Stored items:
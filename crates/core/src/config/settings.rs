use crate::{
    error::{Error, Result},
    types::LanguageId,
};
use serde::{Deserialize, Serialize};
use std::collections::BTreeMap;
use std::path::{Path, PathBuf};
use tracing::debug;

use super::actions::{ActionPreferences, builtin_actions};

pub const CONFIG_FILE_NAMES: [&str; 2] = [".scope-resolver.json", "scope-resolver.json"];
pub const DEFAULT_MAX_ANCESTOR_DEPTH: usize = 4096;
pub const DEFAULT_CACHE_CAPACITY: usize = 64;

fn default_max_ancestor_depth() -> usize {
    DEFAULT_MAX_ANCESTOR_DEPTH
}

fn default_cache_capacity() -> usize {
    DEFAULT_CACHE_CAPACITY
}

#[derive(Debug, Clone, PartialEq, Eq, Serialize, Deserialize)]
#[serde(rename_all = "snake_case")]
pub struct Config {
    // Ancestors visited per scope lookup, the anchor node included
    #[serde(default = "default_max_ancestor_depth")]
    pub max_ancestor_depth: usize,
    #[serde(default = "default_cache_capacity")]
    pub cache_capacity: usize,

    // File extension (without the dot) to language
    #[serde(default, skip_serializing_if = "BTreeMap::is_empty")]
    pub languages: BTreeMap<String, LanguageId>,

    // Named actions; these replace built-in actions of the same name
    #[serde(default, skip_serializing_if = "BTreeMap::is_empty")]
    pub actions: BTreeMap<String, ActionPreferences>,
}

impl Default for Config {
    fn default() -> Self {
        Self {
            max_ancestor_depth: DEFAULT_MAX_ANCESTOR_DEPTH,
            cache_capacity: DEFAULT_CACHE_CAPACITY,
            languages: BTreeMap::new(),
            actions: BTreeMap::new(),
        }
    }
}

impl Config {
    pub fn load_from_file(path: &Path) -> Result<Self> {
        let contents = std::fs::read_to_string(path)?;
        let config: Config = serde_json::from_str(&contents)
            .map_err(|e| Error::ConfigError(format!("Failed to parse config: {e}")))?;
        config.validate()?;
        Ok(config)
    }

    pub fn save_to_file(&self, path: &Path) -> Result<()> {
        let contents = serde_json::to_string_pretty(self)
            .map_err(|e| Error::ConfigError(format!("Failed to serialize config: {e}")))?;
        std::fs::write(path, contents)?;
        Ok(())
    }

    pub fn find_config_file(start_path: &Path) -> Option<PathBuf> {
        let mut current = start_path;

        loop {
            for name in CONFIG_FILE_NAMES {
                let config_path = current.join(name);
                if config_path.is_file() {
                    return Some(config_path);
                }
            }

            current = current.parent()?;
        }
    }

    /// Config governing `path`: the nearest config file, else defaults
    pub fn discover(path: &Path) -> Result<Self> {
        let start = if path.is_file() {
            path.parent().unwrap_or(path)
        } else {
            path
        };
        match Self::find_config_file(start) {
            Some(config_path) => {
                debug!("Using config {}", config_path.display());
                Self::load_from_file(&config_path)
            }
            None => {
                debug!("No config found above {}, using defaults", start.display());
                Ok(Self::default())
            }
        }
    }

    pub fn validate(&self) -> Result<()> {
        if self.max_ancestor_depth == 0 {
            return Err(Error::ConfigError(
                "max_ancestor_depth must be at least 1".to_string(),
            ));
        }
        if let Some((name, _)) = self.actions.iter().find(|(_, prefs)| prefs.is_empty()) {
            return Err(Error::ConfigError(format!(
                "action `{name}` lists no preferences"
            )));
        }
        Ok(())
    }

    /// Language of `path`, honouring extension overrides. Override keys
    /// match case-insensitively, with or without a leading dot.
    pub fn language_for_path(&self, path: &Path) -> Option<LanguageId> {
        let extension = path.extension().and_then(|ext| ext.to_str())?;
        self.languages
            .iter()
            .find(|(key, _)| key.trim_start_matches('.').eq_ignore_ascii_case(extension))
            .map(|(_, language)| *language)
            .or_else(|| LanguageId::from_extension(extension))
    }

    /// Built-in actions with configured ones merged over them
    pub fn actions(&self) -> BTreeMap<String, ActionPreferences> {
        let mut actions = builtin_actions();
        actions.extend(
            self.actions
                .iter()
                .map(|(name, prefs)| (name.clone(), prefs.clone())),
        );
        actions
    }

    pub fn action(&self, name: &str) -> Result<ActionPreferences> {
        self.actions()
            .remove(name)
            .ok_or_else(|| Error::UnknownAction(name.to_string()))
    }
}
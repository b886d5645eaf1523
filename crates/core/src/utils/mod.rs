pub mod serde_helpers;

pub use serde_helpers::normalize_tag;
use scope_resolver_core::{
    ActionPreference, Document, FieldConstraint, FieldPreference, FullTarget, ListElementTarget,
    PrimitiveTarget, RangeTarget, TargetScope, TextRange,
};
use std::fmt::Debug;

const SNIPPET_WIDTH: usize = 60;

/// `line:col-line:col`, 1-based
pub fn format_range(range: &TextRange) -> String {
    format!(
        "{}:{}-{}:{}",
        range.start.line + 1,
        range.start.character + 1,
        range.end.line + 1,
        range.end.character + 1
    )
}

/// First line of `text`, shortened to fit one terminal line
pub fn snippet(text: &str) -> String {
    let mut lines = text.lines();
    let first = lines.next().unwrap_or_default();
    let truncated = first.chars().count() > SNIPPET_WIDTH;
    let mut shown: String = first.chars().take(SNIPPET_WIDTH).collect();
    if truncated || lines.next().is_some() {
        shown.push('…');
    }
    shown
}

pub fn describe_scope(scope: &TargetScope) -> String {
    match scope {
        TargetScope::Exact => "exact".to_string(),
        TargetScope::Enclosing { scope_type } => scope_type.to_string(),
    }
}

fn print_primitive(document: &Document, target: &PrimitiveTarget, indent: &str) {
    println!(
        "{indent}🔎 {} ({:?}, ordinal {})",
        describe_scope(&target.scope),
        target.position,
        target.ordinal
    );
    if target.selections.is_empty() {
        println!("{indent}   (no selections)");
    }
    for selection in &target.selections {
        let kind = selection.node_kind.as_deref().unwrap_or("-");
        println!(
            "{indent}   📍 {} {kind}",
            format_range(&selection.range)
        );
        if !selection.range.is_empty() {
            println!("{indent}   📝 {}", snippet(document.text(&selection.range)));
        }
    }
}

fn print_range(document: &Document, target: &RangeTarget, indent: &str) {
    println!("{indent}↔️  {}", format_range(&target.covering));
    println!("{indent}   📝 {}", snippet(document.text(&target.covering)));
    print_primitive(document, &target.start, &format!("{indent}   start "));
    print_primitive(document, &target.end, &format!("{indent}   end "));
}

pub fn print_full_targets(document: &Document, targets: &[FullTarget]) {
    println!("🎯 {} target(s) in {}", targets.len(), document.id());
    println!("{}", "=".repeat(80));

    for (index, target) in targets.iter().enumerate() {
        println!("\n{}. {} selection(s)", index + 1, target.selection_count());
        match target {
            FullTarget::Primitive(primitive) => print_primitive(document, primitive, "   "),
            FullTarget::Range(range) => print_range(document, range, "   "),
            FullTarget::List { elements } => {
                for element in elements {
                    match element {
                        ListElementTarget::Primitive(primitive) => {
                            print_primitive(document, primitive, "   • ")
                        }
                        ListElementTarget::Range(range) => print_range(document, range, "   • "),
                    }
                }
            }
        }
    }
}

fn describe_field<T: Debug>(name: &str, field: &FieldPreference<T>) -> Option<String> {
    match (&field.constraint, &field.default) {
        (Some(FieldConstraint::RequireExplicit), _) => Some(format!("{name} required")),
        (_, Some(default)) => Some(format!("{name} = {default:?}")),
        _ => None,
    }
}

/// One-line summary of a preference
pub fn describe_preference(preference: &ActionPreference) -> String {
    let mut parts: Vec<String> = [
        describe_field("mark", &preference.mark),
        describe_field("scope", &preference.scope_type),
        describe_field("position", &preference.position),
    ]
    .into_iter()
    .flatten()
    .collect();
    parts.push(format!("shape {:?}", preference.shape).to_lowercase());
    if !preference.accepts_multiple {
        parts.push("single".to_string());
    }
    parts.join(", ")
}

Directions – If a line in the records holds the string "kind", count it, and give only the total.

Written answer – 2